またここで、「THE TOKYO TOILET」を設計した建築家・安藤忠雄、渋谷区長が登壇。安藤氏に関して柳井氏は「ユニクロの店頭でオリーブ基金を一緒にしていたつながりが最初のきっかけで、このプロジェクトについて相談した際も内容も聞かずに『やったるよ』と。ええことやろうとしてるんやったら、一緒にやろう!と二つ返事でご快諾いただきました」と参加の経緯を説明。
安藤氏は「最初に柳井さんと笹川さんが意義のあることをしたいといったので賛成しまして、話を聞いてるうちに美しいトイレを通して日本の美意識を発信したいと聞き、参加しました」と述べました。また安藤氏とヴェンダース監督とは以前から交友があり、久しぶりの再会にヴェンダース監督は「安藤先生の作品は以前から敬愛しています。アメリカ、ヨーロッパでの作品やパリのオープニングにも伺いました。彼とはつながりを感じていて、真の同世代のクリエイターだと思っています」と語った。

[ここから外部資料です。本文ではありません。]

//! Local index materialization
//!
//! Before an index is admitted into cluster state it is created locally so its
//! mappings, sort and alias filters can be checked. The [`LocalIndexGuard`]
//! removes such an index exactly once, on whichever path the attempt leaves by.

pub mod local;

pub use local::{LocalIndex, LocalIndicesService, LocalMapper, RemovalRecord};

use std::collections::BTreeMap;
use std::sync::Arc;

use tracing::debug;

use meta_core::{IndexMetadata, MappingMetadata, MappingSource};

use crate::CreateIndexError;

/// Why a local index was removed
#[derive(Debug, Clone, Copy, PartialEq, Eq)]
pub enum RemovalReason {
    /// The attempt that created it failed
    Failure,
    /// The cluster state build succeeded; the local copy was only for validation
    NoLongerAssigned,
}

impl std::fmt::Display for RemovalReason {
    fn fmt(&self, f: &mut std::fmt::Formatter<'_>) -> std::fmt::Result {
        match self {
            RemovalReason::Failure => write!(f, "failure"),
            RemovalReason::NoLongerAssigned => write!(f, "no_longer_assigned"),
        }
    }
}

/// Context handed to alias filter validation
#[derive(Debug, Clone, PartialEq, Eq)]
pub struct QueryContext {
    pub index: String,
}

/// Locally materialized index
pub trait IndexService: Send + Sync {
    /// Index name
    fn index(&self) -> &str;

    /// Merge parsed mappings (type -> source rooted at the type) into the mapper
    fn merge_mappings(&self, mappings: &BTreeMap<String, MappingSource>) -> Result<(), CreateIndexError>;

    /// Current document mappings, `_default_` included
    fn doc_mappings(&self) -> Vec<MappingMetadata>;

    /// Replace the mapper state with the mappings of `imd`
    fn update_mapping(&self, imd: &IndexMetadata) -> Result<(), CreateIndexError>;

    /// Check `index.sort.*` against the merged mappings
    fn validate_index_sort(&self) -> Result<(), CreateIndexError>;

    fn query_context(&self) -> QueryContext;
}

/// Creates and removes local index objects
pub trait IndicesService: Send + Sync {
    fn has_index(&self, index: &str) -> bool;

    fn index_service(&self, index: &str) -> Option<Arc<dyn IndexService>>;

    /// Materialize an index from its metadata
    fn create_index(&self, imd: &IndexMetadata) -> Result<Arc<dyn IndexService>, CreateIndexError>;

    fn remove_index(&self, index: &str, reason: RemovalReason, extra_info: &str);
}

/// Extra info recorded when the local copy is released after a successful build
pub const RELEASE_AFTER_VALIDATION: &str = "cleaning up after validating index on master";

/// Scoped ownership of a locally created index
///
/// Dropping the guard removes the index with [`RemovalReason::Failure`];
/// [`LocalIndexGuard::release`] removes it with
/// [`RemovalReason::NoLongerAssigned`] once the new state has been built.
pub struct LocalIndexGuard {
    indices: Arc<dyn IndicesService>,
    index: String,
    failure_info: String,
    released: bool,
}

impl LocalIndexGuard {
    pub fn new(indices: Arc<dyn IndicesService>, index: impl Into<String>) -> Self {
        Self {
            indices,
            index: index.into(),
            failure_info: String::new(),
            released: false,
        }
    }

    pub fn index(&self) -> &str {
        &self.index
    }

    /// Extra info recorded if the attempt fails from here on
    pub fn set_failure_info(&mut self, info: impl Into<String>) {
        self.failure_info = info.into();
    }

    /// Release after a successful build
    pub fn release(mut self) {
        self.remove(RemovalReason::NoLongerAssigned, RELEASE_AFTER_VALIDATION);
    }

    fn remove(&mut self, reason: RemovalReason, extra_info: &str) {
        if self.released {
            return;
        }
        self.released = true;
        debug!(
            "[{}] removing local index, reason [{}], {}",
            self.index, reason, extra_info
        );
        self.indices.remove_index(&self.index, reason, extra_info);
    }
}

impl Drop for LocalIndexGuard {
    fn drop(&mut self) {
        let info = std::mem::take(&mut self.failure_info);
        self.remove(RemovalReason::Failure, &info);
    }
}

#[cfg(test)]
mod tests {
    use super::*;
    use meta_core::settings::{SETTING_NUMBER_OF_REPLICAS, SETTING_NUMBER_OF_SHARDS};
    use meta_core::Settings;

    fn index(name: &str) -> IndexMetadata {
        IndexMetadata::builder(name)
            .settings(
                Settings::new()
                    .with(SETTING_NUMBER_OF_SHARDS, 1)
                    .with(SETTING_NUMBER_OF_REPLICAS, 0),
            )
            .build()
            .unwrap()
    }

    #[test]
    fn test_guard_drop_removes_with_failure() {
        let service = Arc::new(LocalIndicesService::new());
        service.create_index(&index("logs")).unwrap();

        {
            let mut guard = LocalIndexGuard::new(service.clone(), "logs");
            guard.set_failure_info("boom");
        }

        assert!(!service.has_index("logs"));
        let removals = service.removals();
        assert_eq!(removals.len(), 1);
        assert_eq!(removals[0].reason, RemovalReason::Failure);
        assert_eq!(removals[0].extra_info, "boom");
    }

    #[test]
    fn test_guard_release_removes_once() {
        let service = Arc::new(LocalIndicesService::new());
        service.create_index(&index("logs")).unwrap();

        LocalIndexGuard::new(service.clone(), "logs").release();

        let removals = service.removals();
        assert_eq!(removals.len(), 1);
        assert_eq!(removals[0].reason, RemovalReason::NoLongerAssigned);
        assert_eq!(removals[0].extra_info, RELEASE_AFTER_VALIDATION);
    }
}
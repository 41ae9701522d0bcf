//! Index and alias name validation

use meta_core::ClusterState;

use crate::config::ColonMode;
use crate::{CreateIndexError, DeprecationLogger};

/// Characters that are unsafe in file names on any supported platform
pub const INVALID_FILENAME_CHARS: &[char] = &['\\', '/', '*', '?', '"', '<', '>', '|', ' ', ','];

/// Longest index name accepted, in UTF-8 bytes
pub const MAX_INDEX_NAME_BYTES: usize = 255;

/// Name validator
#[derive(Debug, Clone, Copy, Default)]
pub struct NameValidator {
    colon_mode: ColonMode,
}

impl NameValidator {
    pub fn new(colon_mode: ColonMode) -> Self {
        Self { colon_mode }
    }

    /// Validate the name of a new index against the current state
    pub fn validate_index_name(
        &self,
        index: &str,
        state: &ClusterState,
        deprecation: &DeprecationLogger,
    ) -> Result<(), CreateIndexError> {
        self.validate_index_or_alias_name(index, deprecation, |reason| {
            CreateIndexError::invalid_name(index, reason)
        })?;

        if index.to_lowercase() != index {
            return Err(CreateIndexError::invalid_name(index, "must be lowercase"));
        }
        if state.routing_table().has_index(index) || state.metadata().has_index(index) {
            return Err(CreateIndexError::AlreadyExists(index.to_string()));
        }
        if state.metadata().has_alias(index) {
            return Err(CreateIndexError::invalid_name(index, "already exists as alias"));
        }
        Ok(())
    }

    /// Rules shared by index and alias names
    ///
    /// `make_error` turns a reason into the error for the kind of name checked.
    pub fn validate_index_or_alias_name<F>(
        &self,
        name: &str,
        deprecation: &DeprecationLogger,
        make_error: F,
    ) -> Result<(), CreateIndexError>
    where
        F: Fn(String) -> CreateIndexError,
    {
        if name.contains(INVALID_FILENAME_CHARS) {
            let chars: Vec<String> = INVALID_FILENAME_CHARS.iter().map(|c| c.to_string()).collect();
            return Err(make_error(format!(
                "must not contain the following characters [{}]",
                chars.join(", ")
            )));
        }
        if name.contains('#') {
            return Err(make_error("must not contain '#'".to_string()));
        }
        if name.contains(':') {
            match self.colon_mode {
                ColonMode::Deprecation => deprecation.deprecated(format!(
                    "index or alias name [{}] containing ':' is deprecated and will not be supported in the next major version",
                    name
                )),
                ColonMode::Reject => return Err(make_error("must not contain ':'".to_string())),
            }
        }
        if name.starts_with(&['_', '-', '+'][..]) {
            return Err(make_error("must not start with '_', '-', or '+'".to_string()));
        }
        if name.len() > MAX_INDEX_NAME_BYTES {
            return Err(make_error(format!(
                "index name is too long, ({} > {})",
                name.len(),
                MAX_INDEX_NAME_BYTES
            )));
        }
        if name == "." || name == ".." {
            return Err(make_error("must not be '.' or '..'".to_string()));
        }
        Ok(())
    }
}
//! Row driver: runs a row packer over every row of a frame.
//!
//! Rows are independent, so with the `parallel` feature the destination is
//! split into `stride`-sized chunks and packed on the rayon pool. The bytes
//! produced are identical to the serial path.

#[cfg(feature = "parallel")]
use rayon::prelude::*;

use deckpack_core::{ClampedPlane, Pixel, RowGeometry};

/// Packs one row of pixels into exactly the packed bytes for that row.
pub type RowPacker = fn(&[Pixel], &mut [u8]);

/// Unpacks the packed bytes of one row back into pixels.
pub type RowUnpacker = fn(&[u8], &mut [Pixel]);

/// Options for packing a frame.
///
/// # Example
///
/// ```rust
/// use deckpack_codec::PackOptions;
///
/// let options = PackOptions {
///     parallel: false,
///     ..Default::default()
/// };
/// assert!(!options.parallel);
/// ```
#[derive(Debug, Clone, PartialEq, Eq)]
pub struct PackOptions {
    /// Pack rows on the rayon pool. Default: on when the `parallel`
    /// feature is enabled.
    pub parallel: bool,
    /// Frames with fewer rows are packed serially. Default: 64.
    pub min_parallel_rows: u32,
}

impl Default for PackOptions {
    fn default() -> Self {
        Self {
            parallel: cfg!(feature = "parallel"),
            min_parallel_rows: 64,
        }
    }
}

impl PackOptions {
    /// Options that never spawn work on other threads.
    pub fn serial() -> Self {
        Self {
            parallel: false,
            ..Default::default()
        }
    }
}

/// Packs `plane` into `frame`, which must be exactly `height * stride` bytes.
///
/// Bytes between the packed data and the end of each row are zeroed.
pub(crate) fn pack_rows(
    plane: &ClampedPlane,
    geometry: &RowGeometry,
    frame: &mut [u8],
    pack_row: RowPacker,
    #[cfg_attr(not(feature = "parallel"), allow(unused_variables))] options: &PackOptions,
) {
    let stride = geometry.stride;
    let data_bytes = geometry.data_bytes();
    let width = plane.width() as usize;
    debug_assert_eq!(frame.len(), stride * plane.height() as usize);

    let job = |(out, row): (&mut [u8], &[Pixel])| {
        let (data, padding) = out.split_at_mut(data_bytes);
        pack_row(row, data);
        padding.fill(0);
    };

    #[cfg(feature = "parallel")]
    {
        if options.parallel && plane.height() >= options.min_parallel_rows {
            frame
                .par_chunks_mut(stride)
                .zip(plane.pixels().par_chunks(width))
                .for_each(job);
            return;
        }
    }

    frame
        .chunks_mut(stride)
        .zip(plane.pixels().chunks(width))
        .for_each(job);
}

/// Unpacks `height` rows of `frame` into row-major pixels.
pub(crate) fn unpack_rows(
    frame: &[u8],
    geometry: &RowGeometry,
    height: u32,
    unpack_row: RowUnpacker,
) -> Vec<Pixel> {
    let width = geometry.width as usize;
    let data_bytes = geometry.data_bytes();
    let mut pixels = vec![[0u16; 3]; width * height as usize];

    for (row, out) in frame
        .chunks(geometry.stride)
        .zip(pixels.chunks_mut(width))
    {
        unpack_row(&row[..data_bytes], out);
    }
    pixels
}
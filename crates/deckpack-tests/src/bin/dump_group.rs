//! dump_group - print the packed bytes of a solid-color row
//!
//! Handy when comparing against a hardware capture or an SDK sample.

use anyhow::{bail, Context, Result};
use clap::Parser;
use deckpack_codec::{pack, PackerRegistry};
use deckpack_core::{FormatDescriptor, RowGeometry};
use serde::Serialize;
use tracing::{debug, info};
use tracing_subscriber::EnvFilter;

#[derive(Parser)]
#[command(name = "dump_group")]
#[command(author, version, about = "Dump packed wire-format bytes for a solid color")]
#[command(long_about = "
Packs a solid-color frame into a video wire format and prints the bytes.

Examples:
  dump_group -f R12L -c 4095,0,0          # one 12-bit group, red
  dump_group -f r210 -w 65 -c 1023,0,0    # shows the 256-byte row padding
  dump_group -f 2vuy -w 3 -c 235,128,128 --json
")]
struct Cli {
    /// Format: FourCC (R12L), symbolic name (12BIT_RGBLE) or numeric code
    #[arg(short, long)]
    format: String,

    /// Width in pixels (defaults to one packing block)
    #[arg(short, long)]
    width: Option<u32>,

    /// Rows to pack
    #[arg(long, default_value = "1")]
    rows: u32,

    /// Sample values in format channel order (R,G,B or Y,U,V)
    #[arg(short, long, value_delimiter = ',', default_values_t = [0u16, 0, 0])]
    color: Vec<u16>,

    /// Row stride in bytes (defaults to the minimum)
    #[arg(short, long)]
    stride: Option<usize>,

    /// Print a JSON report instead of hex
    #[arg(long)]
    json: bool,

    /// Verbose output
    #[arg(short, long)]
    verbose: bool,
}

#[derive(Serialize)]
struct Report<'a> {
    descriptor: &'a FormatDescriptor,
    width: u32,
    height: u32,
    stride: usize,
    data_bytes: usize,
    rows: Vec<String>,
}

fn main() -> Result<()> {
    let cli = Cli::parse();

    let default_level = if cli.verbose { "debug" } else { "warn" };
    tracing_subscriber::fmt()
        .with_env_filter(
            EnvFilter::try_from_default_env().unwrap_or_else(|_| EnvFilter::new(default_level)),
        )
        .with_writer(std::io::stderr)
        .init();

    let info = PackerRegistry::global()
        .resolve(&cli.format)
        .with_context(|| format!("Cannot resolve format '{}'", cli.format))?;
    let desc = info.descriptor;

    let width = cli.width.unwrap_or(desc.packing.pixels());
    let geometry = match cli.stride {
        Some(stride) => RowGeometry::with_stride(desc.format, width, stride),
        None => RowGeometry::new(desc.format, width),
    }
    .context("Invalid row geometry")?;
    let frame_len = geometry.frame_bytes(cli.rows).context("Invalid frame height")?;

    let [a, b, c] = cli.color[..] else {
        bail!("--color takes exactly three values, got {}", cli.color.len());
    };
    if [a, b, c].iter().any(|&v| !desc.depth.contains(v)) {
        info!(depth = %desc.depth, "Color exceeds format depth, samples will be clamped");
    }

    let samples: Vec<u16> = std::iter::repeat([a, b, c])
        .take(width as usize * cli.rows as usize)
        .flatten()
        .collect();
    let mut frame = vec![0u8; frame_len];
    pack(desc.format, &samples, width, cli.rows, &mut frame, geometry.stride)
        .with_context(|| format!("Failed to pack {} frame", desc.fourcc))?;
    debug!(format = %desc.format, width, stride = geometry.stride, frame_len, "Packed");

    let rows: Vec<String> = frame.chunks(geometry.stride).map(hex_row).collect();

    if cli.json {
        let report = Report {
            descriptor: desc,
            width,
            height: cli.rows,
            stride: geometry.stride,
            data_bytes: geometry.data_bytes(),
            rows,
        };
        println!("{}", serde_json::to_string_pretty(&report)?);
        return Ok(());
    }

    println!(
        "{} ({}), {}x{}, stride {} bytes, {} data bytes per row",
        desc.fourcc,
        desc.name,
        width,
        cli.rows,
        geometry.stride,
        geometry.data_bytes()
    );
    for (y, row) in rows.iter().enumerate() {
        println!("row {y}:");
        for (i, line) in row.split(' ').collect::<Vec<_>>().chunks(8).enumerate() {
            println!("  {:06x}: {}", i * 32, line.join(" "));
        }
    }
    Ok(())
}

/// Hex dump of one row, 32-bit words separated by spaces.
fn hex_row(row: &[u8]) -> String {
    row.chunks(4)
        .map(|word| word.iter().map(|b| format!("{b:02x}")).collect::<String>())
        .collect::<Vec<_>>()
        .join(" ")
}
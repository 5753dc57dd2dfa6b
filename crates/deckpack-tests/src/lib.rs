//! Integration tests for deckpack crates.
//!
//! This crate contains end-to-end tests that exercise the core types and
//! the codec together, plus the `dump_group` inspection tool.

#[cfg(test)]
mod golden;
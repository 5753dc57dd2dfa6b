//! Wire pixel formats and their static descriptors.
//!
//! A wire format is the exact byte layout a video output interface expects.
//! The set is closed: every format the packers understand is a variant of
//! [`WireFormat`], and each variant maps to exactly one compiled-in
//! [`FormatDescriptor`].
//!
//! # Formats
//!
//! | FourCC | Depth | Channels | Word order | Packing | Row alignment |
//! |--------|-------|----------|------------|---------|---------------|
//! | `R12B` | 12 | RGB | big | 8 px in 36 bytes | 8 px |
//! | `R12L` | 12 | RGB | little | 8 px in 36 bytes | 8 px |
//! | `r210` | 10 | RGB | big | 1 px per word | 64 px (256 bytes) |
//! | `v210` | 10 | YUV | little | 1 px per word | 1 px |
//! | `R10b` | 10 | RGB | big | 1 px per word | 64 px (256 bytes) |
//! | `R10l` | 10 | RGB | little | 1 px per word | 64 px (256 bytes) |
//! | `BGRA` | 8 | RGB | little | 1 px per word | 1 px |
//! | `ARGB` | 8 | RGB | little | 1 px per word | 1 px |
//! | `2vuy` | 8 | YUV | big | 2 px per word | 2 px |
//!
//! `v210` here names the device's 10-bit YUV mode as the signal generator
//! addresses it; the layout is one pixel per 32-bit word.
//!
//! # Identifiers
//!
//! Formats parse from their FourCC (`"R12L"`), the symbolic names used by
//! the device layer (`"12BIT_RGBLE"`, optionally prefixed with `FORMAT_`)
//! and the numeric SDK value via [`WireFormat::from_code`].
//!
//! ```rust
//! use deckpack_core::WireFormat;
//!
//! assert_eq!("r210".parse::<WireFormat>()?, WireFormat::Rgb10);
//! assert_eq!("8bit_bgra".parse::<WireFormat>()?, WireFormat::Bgra8);
//! assert_eq!(WireFormat::from_code(32)?, WireFormat::Argb8);
//! # Ok::<(), deckpack_core::Error>(())
//! ```

use std::fmt;
use std::str::FromStr;

use crate::depth::BitDepth;
use crate::error::{Error, Result};

/// Closed set of supported wire formats.
///
/// Variants are declared in device preference order: highest fidelity first.
#[derive(Debug, Clone, Copy, PartialEq, Eq, Hash)]
#[cfg_attr(feature = "serde", derive(serde::Serialize, serde::Deserialize))]
pub enum WireFormat {
    /// `R12B`: 12-bit RGB, 8 pixels in nine big-endian words.
    Rgb12Be,
    /// `R12L`: 12-bit RGB, 8 pixels in nine little-endian words.
    Rgb12Le,
    /// `r210`: 10-bit RGB, one big-endian word per pixel, 2 high bits unused.
    Rgb10,
    /// `v210`: 10-bit YUV, one little-endian word per pixel.
    Yuv10,
    /// `R10b`: 10-bit RGB, one big-endian word per pixel, 2 low bits unused.
    Rgbx10Be,
    /// `R10l`: 10-bit RGB, one little-endian word per pixel, 2 low bits unused.
    Rgbx10Le,
    /// `BGRA`: 8-bit RGB with blue in the low byte.
    Bgra8,
    /// `ARGB`: 8-bit RGB with red in the low byte.
    Argb8,
    /// `2vuy`: 8-bit YUV 4:2:2, two pixels per word.
    Yuv8,
}

/// Meaning of the three samples of a pixel.
#[derive(Debug, Clone, Copy, PartialEq, Eq, Hash)]
#[cfg_attr(feature = "serde", derive(serde::Serialize, serde::Deserialize))]
pub enum ChannelSemantics {
    /// Samples are (R, G, B).
    Rgb,
    /// Samples are (Y, U, V), U being the low chroma (Cb) and V the high (Cr).
    Yuv,
}

impl ChannelSemantics {
    /// Channel names in sample order.
    pub const fn names(&self) -> [&'static str; 3] {
        match self {
            Self::Rgb => ["R", "G", "B"],
            Self::Yuv => ["Y", "U", "V"],
        }
    }
}

/// Byte order of the 32-bit words a format is assembled from.
#[derive(Debug, Clone, Copy, PartialEq, Eq, Hash)]
#[cfg_attr(feature = "serde", derive(serde::Serialize, serde::Deserialize))]
pub enum Endianness {
    /// Most significant byte first.
    Big,
    /// Least significant byte first.
    Little,
}

/// Packing granularity: how many pixels share one indivisible byte block.
#[derive(Debug, Clone, Copy, PartialEq, Eq, Hash)]
#[cfg_attr(feature = "serde", derive(serde::Serialize, serde::Deserialize))]
pub enum Packing {
    /// One pixel per 32-bit word.
    Word,
    /// Two horizontally adjacent pixels per 32-bit word.
    Pair,
    /// `pixels` pixels interleaved across `bytes` bytes.
    Group {
        /// Pixels per group
        pixels: u32,
        /// Bytes per group
        bytes: u32,
    },
}

impl Packing {
    /// Pixels per indivisible block.
    #[inline]
    pub const fn pixels(&self) -> u32 {
        match self {
            Self::Word => 1,
            Self::Pair => 2,
            Self::Group { pixels, .. } => *pixels,
        }
    }

    /// Bytes per indivisible block.
    #[inline]
    pub const fn bytes(&self) -> u32 {
        match self {
            Self::Word | Self::Pair => 4,
            Self::Group { bytes, .. } => *bytes,
        }
    }
}

/// Static metadata describing one wire format.
///
/// This is the single source of truth consulted for clamping depth, row
/// geometry and packer selection.
#[derive(Debug, Clone, Copy, PartialEq, Eq)]
#[cfg_attr(feature = "serde", derive(serde::Serialize))]
pub struct FormatDescriptor {
    /// The format this entry describes.
    pub format: WireFormat,
    /// Four-character code, e.g. `"R12L"`.
    pub fourcc: &'static str,
    /// Numeric SDK identifier.
    pub code: u32,
    /// Symbolic name used by the device layer, e.g. `"12BIT_RGBLE"`.
    pub symbol: &'static str,
    /// Human-readable name, e.g. `"12-bit RGB LE"`.
    pub name: &'static str,
    /// Sample depth the packer expects.
    pub depth: BitDepth,
    /// Meaning of the three input samples.
    pub channels: ChannelSemantics,
    /// Byte order of the packed 32-bit words.
    pub endianness: Endianness,
    /// Packing granularity.
    pub packing: Packing,
    /// Rows are padded to a multiple of this many pixels.
    pub row_pixel_alignment: u32,
    /// Strides must be a multiple of this many bytes.
    pub stride_alignment: usize,
}

/// Packs a FourCC into the SDK's numeric representation.
const fn fourcc(code: &[u8; 4]) -> u32 {
    u32::from_be_bytes(*code)
}

const WORD: Packing = Packing::Word;
const GROUP_12: Packing = Packing::Group { pixels: 8, bytes: 36 };

static DESCRIPTORS: [FormatDescriptor; 9] = [
    FormatDescriptor {
        format: WireFormat::Rgb12Be,
        fourcc: "R12B",
        code: fourcc(b"R12B"),
        symbol: "12BIT_RGB",
        name: "12-bit RGB",
        depth: BitDepth::U12,
        channels: ChannelSemantics::Rgb,
        endianness: Endianness::Big,
        packing: GROUP_12,
        row_pixel_alignment: 8,
        stride_alignment: 36,
    },
    FormatDescriptor {
        format: WireFormat::Rgb12Le,
        fourcc: "R12L",
        code: fourcc(b"R12L"),
        symbol: "12BIT_RGBLE",
        name: "12-bit RGB LE",
        depth: BitDepth::U12,
        channels: ChannelSemantics::Rgb,
        endianness: Endianness::Little,
        packing: GROUP_12,
        row_pixel_alignment: 8,
        stride_alignment: 36,
    },
    FormatDescriptor {
        format: WireFormat::Rgb10,
        fourcc: "r210",
        code: fourcc(b"r210"),
        symbol: "10BIT_RGB",
        name: "10-bit RGB",
        depth: BitDepth::U10,
        channels: ChannelSemantics::Rgb,
        endianness: Endianness::Big,
        packing: WORD,
        row_pixel_alignment: 64,
        stride_alignment: 256,
    },
    FormatDescriptor {
        format: WireFormat::Yuv10,
        fourcc: "v210",
        code: fourcc(b"v210"),
        symbol: "10BIT_YUV",
        name: "10-bit YUV",
        depth: BitDepth::U10,
        channels: ChannelSemantics::Yuv,
        endianness: Endianness::Little,
        packing: WORD,
        row_pixel_alignment: 1,
        stride_alignment: 4,
    },
    FormatDescriptor {
        format: WireFormat::Rgbx10Be,
        fourcc: "R10b",
        code: fourcc(b"R10b"),
        symbol: "10BIT_RGBX",
        name: "10-bit RGBX",
        depth: BitDepth::U10,
        channels: ChannelSemantics::Rgb,
        endianness: Endianness::Big,
        packing: WORD,
        row_pixel_alignment: 64,
        stride_alignment: 256,
    },
    FormatDescriptor {
        format: WireFormat::Rgbx10Le,
        fourcc: "R10l",
        code: fourcc(b"R10l"),
        symbol: "10BIT_RGBXLE",
        name: "10-bit RGBX LE",
        depth: BitDepth::U10,
        channels: ChannelSemantics::Rgb,
        endianness: Endianness::Little,
        packing: WORD,
        row_pixel_alignment: 64,
        stride_alignment: 256,
    },
    FormatDescriptor {
        format: WireFormat::Bgra8,
        fourcc: "BGRA",
        code: fourcc(b"BGRA"),
        symbol: "8BIT_BGRA",
        name: "8-bit BGRA",
        depth: BitDepth::U8,
        channels: ChannelSemantics::Rgb,
        endianness: Endianness::Little,
        packing: WORD,
        row_pixel_alignment: 1,
        stride_alignment: 4,
    },
    FormatDescriptor {
        format: WireFormat::Argb8,
        fourcc: "ARGB",
        code: 32,
        symbol: "8BIT_ARGB",
        name: "8-bit ARGB",
        depth: BitDepth::U8,
        channels: ChannelSemantics::Rgb,
        endianness: Endianness::Little,
        packing: WORD,
        row_pixel_alignment: 1,
        stride_alignment: 4,
    },
    FormatDescriptor {
        format: WireFormat::Yuv8,
        fourcc: "2vuy",
        code: fourcc(b"2vuy"),
        symbol: "8BIT_YUV",
        name: "8-bit YUV",
        depth: BitDepth::U8,
        channels: ChannelSemantics::Yuv,
        endianness: Endianness::Big,
        packing: Packing::Pair,
        row_pixel_alignment: 2,
        stride_alignment: 4,
    },
];

impl WireFormat {
    /// Every supported format, highest fidelity first.
    pub const ALL: [WireFormat; 9] = [
        Self::Rgb12Be,
        Self::Rgb12Le,
        Self::Rgb10,
        Self::Yuv10,
        Self::Rgbx10Be,
        Self::Rgbx10Le,
        Self::Bgra8,
        Self::Argb8,
        Self::Yuv8,
    ];

    /// Static descriptor of this format.
    #[inline]
    pub fn descriptor(self) -> &'static FormatDescriptor {
        &DESCRIPTORS[self as usize]
    }

    /// Four-character code.
    #[inline]
    pub fn fourcc(self) -> &'static str {
        self.descriptor().fourcc
    }

    /// Sample depth of this format.
    #[inline]
    pub fn depth(self) -> BitDepth {
        self.descriptor().depth
    }

    /// Resolves the numeric SDK identifier.
    ///
    /// Unknown values fail with [`Error::UnsupportedFormat`] carrying the
    /// value in hex; there is no default.
    pub fn from_code(code: u32) -> Result<Self> {
        DESCRIPTORS
            .iter()
            .find(|d| d.code == code)
            .map(|d| d.format)
            .ok_or_else(|| Error::unsupported_format(format!("{code:#010x}")))
    }

    /// Picks the highest fidelity format out of the ones a device offers.
    ///
    /// Returns `None` if none of `available` is supported here.
    pub fn select_preferred(available: &[WireFormat]) -> Option<WireFormat> {
        Self::ALL.into_iter().find(|f| available.contains(f))
    }
}

impl FromStr for WireFormat {
    type Err = Error;

    /// Parses a FourCC (case-sensitive, `R10b` and `R10l` differ only in
    /// case) or a symbolic name (case-insensitive, optional `FORMAT_` prefix).
    fn from_str(s: &str) -> Result<Self> {
        let trimmed = s.trim();
        if let Some(desc) = DESCRIPTORS.iter().find(|d| d.fourcc == trimmed) {
            return Ok(desc.format);
        }

        let upper = trimmed.to_ascii_uppercase();
        let symbol = upper.strip_prefix("FORMAT_").unwrap_or(&upper);
        DESCRIPTORS
            .iter()
            .find(|d| d.symbol == symbol)
            .map(|d| d.format)
            .ok_or_else(|| Error::unsupported_format(s))
    }
}

impl fmt::Display for WireFormat {
    fn fmt(&self, f: &mut fmt::Formatter<'_>) -> fmt::Result {
        f.write_str(self.fourcc())
    }
}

ひとしきりのトークセッションが終わったのち、小池東京都知事より、本プロジェクトへのメッセージも寄せられ、最後には質疑応答も実施。いくつかの質問をヴェンダース監督や役所さんが応えた後、記者会見は無事終了した。
【THE TOKYO TOILETプロジェクト】
柳井康治と日本財団が、多様性を受け入れる社会の実現を目的に実施する公共トイレ改修プロジェクト。渋谷区全面協力の下、性別、年齢、障害を問わず、誰もが快適に使用できる公共トイレを区内17カ所に設置する。趣旨に賛同する16人のクリエイターが参画し、デザイン・クリエイティブの力で、新しい社会のあり方を提案する。